Saturday Saunter: Books and bird hides

Good Saturday to you,

It’s beginning to feel more like spring here in Glasgow. There’s more daylight, it has been fairly mild of late and the calendar has turned into March. While out walking I’ve seen a lot more crocuses and snowdrops, yellows, purples and whites. I like that. The utter cold and snow of a couple of weeks ago seems to have gone, which is undoubtedly a good thing. As this is posted, I might be out for a walk. Or not as I sometimes like a lie in. I’m writing this on Thursday night with Extraordinary Escapes with Sandi Toksvig on in the background. Sandi’s a good human.

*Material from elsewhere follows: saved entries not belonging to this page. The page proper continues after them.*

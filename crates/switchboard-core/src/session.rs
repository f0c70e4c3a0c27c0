//! Per-session cooperation state shared by the manager, the event hub and stores

use anyhow::{Result, anyhow};
use chrono::{DateTime, Utc};
use serde::{Deserialize, Serialize};

use crate::types::{AgentInfo, AgentMessage, AgentRole};

/// Lifecycle status of a cooperation session
#[derive(Debug, Clone, Copy, Serialize, Deserialize, PartialEq, Eq, Default)]
#[serde(rename_all = "lowercase")]
pub enum SessionStatus {
    #[default]
    Idle,
    Active,
    Paused,
    Completed,
    Error,
}

impl SessionStatus {
    /// Completed and errored sessions accept no further transitions except `end`
    pub fn is_terminal(&self) -> bool {
        matches!(self, Self::Completed | Self::Error)
    }
}

impl std::fmt::Display for SessionStatus {
    fn fmt(&self, f: &mut std::fmt::Formatter<'_>) -> std::fmt::Result {
        match self {
            Self::Idle => write!(f, "idle"),
            Self::Active => write!(f, "active"),
            Self::Paused => write!(f, "paused"),
            Self::Completed => write!(f, "completed"),
            Self::Error => write!(f, "error"),
        }
    }
}

/// Turn-taking policy of a session
#[derive(Debug, Clone, Copy, Serialize, Deserialize, PartialEq, Eq, Hash, Default)]
#[serde(rename_all = "lowercase")]
pub enum StrategyKind {
    #[default]
    Sequential,
    Orchestrated,
    Parallel,
    Adaptive,
}

impl StrategyKind {
    pub const ALL: [StrategyKind; 4] = [
        Self::Sequential,
        Self::Orchestrated,
        Self::Parallel,
        Self::Adaptive,
    ];
}

impl std::str::FromStr for StrategyKind {
    type Err = anyhow::Error;

    fn from_str(s: &str) -> Result<Self> {
        match s.trim().to_lowercase().as_str() {
            "sequential" => Ok(Self::Sequential),
            "orchestrated" => Ok(Self::Orchestrated),
            "parallel" => Ok(Self::Parallel),
            "adaptive" => Ok(Self::Adaptive),
            other => Err(anyhow!(
                "Unknown cooperation strategy '{}' (expected sequential, orchestrated, parallel or adaptive)",
                other
            )),
        }
    }
}

impl std::fmt::Display for StrategyKind {
    fn fmt(&self, f: &mut std::fmt::Formatter<'_>) -> std::fmt::Result {
        match self {
            Self::Sequential => write!(f, "sequential"),
            Self::Orchestrated => write!(f, "orchestrated"),
            Self::Parallel => write!(f, "parallel"),
            Self::Adaptive => write!(f, "adaptive"),
        }
    }
}

/// Snapshot of a cooperation session
#[derive(Debug, Clone, Serialize, Deserialize, PartialEq)]
pub struct SessionCooperationState {
    pub session_id: String,
    /// Fixed set of agents taking part, in turn order
    pub agents: Vec<AgentInfo>,
    pub active_agent_id: Option<String>,
    pub status: SessionStatus,
    /// Append-only message log
    pub messages: Vec<AgentMessage>,
    pub current_round: u32,
    pub max_rounds: u32,
    pub strategy: Option<StrategyKind>,
    pub error: Option<String>,
    /// Non-fatal remarks, e.g. a strategy fallback
    #[serde(default)]
    pub notes: Vec<String>,
    pub created_at: DateTime<Utc>,
    pub updated_at: DateTime<Utc>,
}

impl SessionCooperationState {
    pub fn new(session_id: impl Into<String>, agents: Vec<AgentInfo>, max_rounds: u32) -> Self {
        let now = Utc::now();
        Self {
            session_id: session_id.into(),
            agents,
            active_agent_id: None,
            status: SessionStatus::Idle,
            messages: Vec::new(),
            current_round: 0,
            max_rounds,
            strategy: None,
            error: None,
            notes: Vec::new(),
            created_at: now,
            updated_at: now,
        }
    }

    pub fn has_agent(&self, agent_id: &str) -> bool {
        self.agents.iter().any(|a| a.id == agent_id)
    }

    pub fn agent(&self, agent_id: &str) -> Option<&AgentInfo> {
        self.agents.iter().find(|a| a.id == agent_id)
    }

    /// First agent of the session holding `role`
    pub fn first_with_role(&self, role: AgentRole) -> Option<&AgentInfo> {
        self.agents.iter().find(|a| a.role == role)
    }

    /// Put the session into the error state with a readable reason
    pub fn fail(&mut self, reason: impl Into<String>) {
        self.status = SessionStatus::Error;
        self.error = Some(reason.into());
        self.touch();
    }

    pub fn touch(&mut self) {
        self.updated_at = Utc::now();
    }
}
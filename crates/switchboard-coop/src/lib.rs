//! switchboard-coop - Multi-agent cooperation sessions
//!
//! This crate provides:
//! - Cooperation manager owning per-session state and the round counter
//! - Sequential, orchestrated, parallel and adaptive turn-taking strategies
//! - Session store trait with an in-memory implementation
//! - Session summaries, transcript formatting and message content parsing

pub mod error;
pub mod manager;
pub mod store;
pub mod strategies;
pub mod summary;

pub use error::{CoopResult, CooperationError};
pub use manager::{CooperationManager, RoundOutcome};
pub use store::{InMemorySessionStore, SessionStore};
pub use strategies::{
    Adaptive, CooperationStrategy, Orchestrated, Parallel, PlannedMessage, Sequential, StartPlan,
    StrategyRegistry, round_robin,
};
pub use summary::{
    CodeBlock, ParsedContent, SessionSummary, ToolCall, format_message, parse_message_content,
};

#[cfg(test)]
mod tests {
    use super::*;

    #[test]
    fn test_crate_exports() {
        let _ = std::mem::size_of::<CooperationManager>();
        let _ = std::mem::size_of::<StrategyRegistry>();
        let _ = std::mem::size_of::<InMemorySessionStore>();
        let _ = std::mem::size_of::<SessionSummary>();
    }
}
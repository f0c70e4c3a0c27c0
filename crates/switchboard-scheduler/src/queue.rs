//! Three-tier FIFO queue of routed messages

use std::collections::VecDeque;

use serde::Serialize;
use switchboard_core::{AgentMessage, MessagePriority, RoutedMessage};

/// A message waiting for delivery
#[derive(Debug, Clone, PartialEq)]
pub struct Envelope {
    /// Session whose observers are notified on delivery
    pub session_id: Option<String>,
    pub message: AgentMessage,
    pub priority: MessagePriority,
}

impl Envelope {
    pub fn new(message: AgentMessage, priority: MessagePriority) -> Self {
        Self {
            session_id: None,
            message,
            priority,
        }
    }

    pub fn for_session(
        session_id: impl Into<String>,
        message: AgentMessage,
        priority: MessagePriority,
    ) -> Self {
        Self {
            session_id: Some(session_id.into()),
            message,
            priority,
        }
    }

    /// Wrap a router result, optionally attaching it to a session
    pub fn from_routed(session_id: Option<&str>, routed: RoutedMessage) -> Self {
        Self {
            session_id: session_id.map(str::to_string),
            message: routed.message,
            priority: routed.priority,
        }
    }

    /// Dedupe key: one delivery per message per receiver
    pub fn delivery_key(&self) -> (String, String) {
        (self.message.id.clone(), self.message.receiver_id.clone())
    }
}

/// Number of queued envelopes per bucket
#[derive(Debug, Clone, Copy, Default, PartialEq, Eq, Serialize)]
pub struct QueueDepth {
    pub high: usize,
    pub normal: usize,
    pub low: usize,
}

impl QueueDepth {
    pub fn total(&self) -> usize {
        self.high + self.normal + self.low
    }
}

#[derive(Debug, Default)]
pub struct PriorityQueue {
    high: VecDeque<Envelope>,
    normal: VecDeque<Envelope>,
    low: VecDeque<Envelope>,
}

impl PriorityQueue {
    pub fn new() -> Self {
        Self::default()
    }

    fn bucket(&mut self, priority: MessagePriority) -> &mut VecDeque<Envelope> {
        match priority {
            MessagePriority::High => &mut self.high,
            MessagePriority::Normal => &mut self.normal,
            MessagePriority::Low => &mut self.low,
        }
    }

    /// Append to the back of the envelope's bucket
    pub fn push(&mut self, envelope: Envelope) {
        self.bucket(envelope.priority).push_back(envelope);
    }

    /// Put an envelope back at the head of its bucket
    pub fn push_front(&mut self, envelope: Envelope) {
        self.bucket(envelope.priority).push_front(envelope);
    }

    /// Take the envelopes one tick delivers, in delivery order: every high,
    /// then one normal, then one low if high and normal are now both empty.
    pub fn next_batch(&mut self) -> Vec<Envelope> {
        let mut batch: Vec<Envelope> = self.high.drain(..).collect();
        if let Some(envelope) = self.normal.pop_front() {
            batch.push(envelope);
        }
        if self.high.is_empty()
            && self.normal.is_empty()
            && let Some(envelope) = self.low.pop_front()
        {
            batch.push(envelope);
        }
        batch
    }

    pub fn depth(&self) -> QueueDepth {
        QueueDepth {
            high: self.high.len(),
            normal: self.normal.len(),
            low: self.low.len(),
        }
    }

    pub fn len(&self) -> usize {
        self.depth().total()
    }

    pub fn is_empty(&self) -> bool {
        self.high.is_empty() && self.normal.is_empty() && self.low.is_empty()
    }

    /// Drop everything queued. Returns the number of envelopes discarded.
    pub fn clear(&mut self) -> usize {
        let n = self.len();
        self.high.clear();
        self.normal.clear();
        self.low.clear();
        n
    }
}

#[cfg(test)]
mod tests {
    use super::*;
    use switchboard_core::MessageType;

    fn env(content: &str, priority: MessagePriority) -> Envelope {
        Envelope::new(AgentMessage::new("s", "r", content, MessageType::Text), priority)
    }

    fn contents(batch: &[Envelope]) -> Vec<&str> {
        batch.iter().map(|e| e.message.content.as_str()).collect()
    }

    #[test]
    fn test_batch_drains_high_then_one_normal() {
        let mut q = PriorityQueue::new();
        q.push(env("n1", MessagePriority::Normal));
        q.push(env("h1", MessagePriority::High));
        q.push(env("l1", MessagePriority::Low));
        q.push(env("n2", MessagePriority::Normal));
        q.push(env("h2", MessagePriority::High));

        assert_eq!(contents(&q.next_batch()), vec!["h1", "h2", "n1"]);
        // normal emptied by this batch, so low gets its turn
        assert_eq!(contents(&q.next_batch()), vec!["n2", "l1"]);
        assert!(q.next_batch().is_empty());
    }

    #[test]
    fn test_low_waits_for_normal() {
        let mut q = PriorityQueue::new();
        for i in 0..3 {
            q.push(env(&format!("n{}", i), MessagePriority::Normal));
        }
        q.push(env("l", MessagePriority::Low));

        assert_eq!(contents(&q.next_batch()), vec!["n0"]);
        assert_eq!(contents(&q.next_batch()), vec!["n1"]);
        assert_eq!(contents(&q.next_batch()), vec!["n2", "l"]);
    }

    #[test]
    fn test_low_only_when_idle() {
        let mut q = PriorityQueue::new();
        q.push(env("l1", MessagePriority::Low));
        q.push(env("l2", MessagePriority::Low));
        assert_eq!(contents(&q.next_batch()), vec!["l1"]);
        assert_eq!(contents(&q.next_batch()), vec!["l2"]);
    }

    #[test]
    fn test_push_front_and_depth() {
        let mut q = PriorityQueue::new();
        q.push(env("n1", MessagePriority::Normal));
        q.push_front(env("n0", MessagePriority::Normal));
        q.push(env("h", MessagePriority::High));
        assert_eq!(
            q.depth(),
            QueueDepth {
                high: 1,
                normal: 2,
                low: 0
            }
        );
        assert_eq!(contents(&q.next_batch()), vec!["h", "n0"]);
        assert_eq!(q.clear(), 1);
        assert!(q.is_empty());
    }

    #[test]
    fn test_delivery_key() {
        let e = env("x", MessagePriority::Normal);
        assert_eq!(e.delivery_key(), (e.message.id.clone(), "r".to_string()));
        let s = Envelope::for_session("s1", e.message.clone(), MessagePriority::High);
        assert_eq!(s.session_id.as_deref(), Some("s1"));
    }
}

I don’t know much about birds. I can recognise crows, robins, seagulls but not much in between. Birdwatching is an ever more popular pastime and one place people go to do that is by Loch Leven near Kinross, not to be confused with the other Loch Leven by Ballachullish. I read that the bird hide by Loch Leven was destroyed by a fire recently and that is sad. Loch Leven is beautiful, historically interesting and a place of nature despite being quite near the M90 motorway. People go there to rest and to find interest in the natural world. I’ve been to Loch Leven a couple of times, both on hot, summer’s days and the castle is one of the finest in Scotland, secluded on an island in the centre of the loch. I hope the crowdfunder to rebuild the hide achieves success for when people can travel to birdwatch once more.

It feels appropriate to have Sandi Toksvig on while thinking about Women’s History Month. The other day I watched a talk on Zoom presented by the National Library of Scotland about women walkers, featuring the author Dr Kerri Andrews and curator Paula Williams. It was interesting, talking a little about Nan Shepherd as well as other notable mountaineering women who I hadn’t heard of before. It prompted me to plonk one of my three copies of The Living Mountain back by my bedside – the slender white paperback one with a Dunbar Schools bookmark – and I’m looking forward to re-reading it soon. I’ve got a couple of books on the go just now and one of them is an audiobook of Made in Scotland by Billy Connolly, where funnily enough he talked about regularly re-reading his favourite book, Confederacy of Dunces by John Kennedy Toole, and buying copies for his friends and evangelising about it. I could relate.

I am writing this on World Book Day so it feels appropriate to write about what I’m reading. Billy Connolly, or at least his words read by Gordon Kennedy, has been my soundtrack to tidying and cleaning lately. I’ve got two other books on the go at present, Hibs Through and Through: The Eric Stevenson Story by Eric Stevenson and Tom Wright, which I’ve mentioned before and I’m enjoying, and Antlers of Water: Writing on the Nature and Environment of Scotland edited by Kathleen Jamie, which I started earlier and is also excellent, with a wheen of topics covered so far including radiation, wind turbines, red kites and ancient animals. The Eric Stevenson book is a decent one for before bed, the Antlers of Water more for the day. There seem to be good books for different types of day but I can’t quite explain which books fall into which category. I’ll have a think about that for next week.

Andrew Watson mural: a mural of a figure with crossed arms wearing a striped football jersey. There is a golden background with the words ‘Black Lives Matter’ to the bottom right.

After I finish those books, I’m going to read a new book I got recently, about Andrew Watson, the first black international footballer. He appears in a mural in Shawlands as well as on the side of the Hampden Bowling Club, the first Hampden. I was prompted to buy it after listening to a virtual tour of Hampden last week and I’m looking forward to reading it soon.

In a week when Scottish politics has been particularly toxic, one positive has been the debate on Thursday for International Women’s Day.

Also, I would like to share the excellent video shared by Dundee United FC in honour of World Book Day. Books and football are quite a combination.

Anyway, that’s the Saturday Saunter for today, Saturday 6th March 2021. Thanks for reading. There will be a post on Wednesday, possibly about a river, possibly not. Any suggestions are welcome. Until then, a very good morning to you all.